In that context, the Fund was down by 0.51% in the month to 31st December, outperforming its benchmark by 4.52% despite investment exposure increasing from 85% towards the 90% mark at the month end. Tom Tailor was the most significant monthly contributor to the performance, followed by Aubay and Kendrion. At the other end of the spectrum, Ascom, GfK and SAF-Holland were the three main detractors. The Fund initiated three new positions during the month: Moncler, Andritz and Spie without exiting any existing holdings.
Over the fourth calendar quarter to 31st December, the Fund’s performance was +8.18%. This compares to +5.54% for the benchmark index and translates into a +2.65% outperformance. Since inception on May 5th and until December 31st, the Fund recorded a -0.71% performance versus -5.09% for the Eurostoxx 600 Net Return leading to a 4.38% outperformance for the first truncated year. This 4.38% outperformance was achieved despite a -1.79% underperformance on the day of the launch resulting for the market friendly outcome of the UK elections and the absence of UK investments in the Fund’s portfolio. Another notable piece of information is the gross performance of the portfolio which has been positive since inception despite a decline of 5.09% for the benchmark.

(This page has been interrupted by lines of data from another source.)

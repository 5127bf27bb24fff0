//! Explicit little-endian conversions.
//!
//! Descriptors and mailbox words are little-endian on the wire regardless of
//! host byte order. These wrappers exist so every conversion site in the
//! core is a named, greppable call rather than a bare `.to_le()` that's easy
//! to mistake for a no-op on little-endian hosts.

/// Host value to wire (little-endian) `u64`.
#[inline]
pub fn cpu_to_le64(value: u64) -> u64 {
    value.to_le()
}

/// Wire (little-endian) `u64` to host value.
#[inline]
pub fn le_to_cpu64(value: u64) -> u64 {
    u64::from_le(value)
}

/// Wire (little-endian) `u32` to host value.
#[inline]
pub fn le_to_cpu32(value: u32) -> u32 {
    u32::from_le(value)
}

Needless to say, the Investment Adviser will strive to continue along the same path for 2016. As of 31st December 2015, consolidated multiples of the Portfolio for 2016 stand at 13.5x PE, 7.2x EV/EBITDA, with a Free Cash Flow Yield of 7.0% and a net debt/EBITDA ratio of 0.2x. The Investment Adviser finds those multiple reasonable for well managed businesses with sound balance sheets and recurring value creation characteristics.
The views and statements contained herein are those of Pascal Investment Advisers SA in their capacity as Investment Adviser to the Fund as of 13/01/16 and are based on internal research and modelling.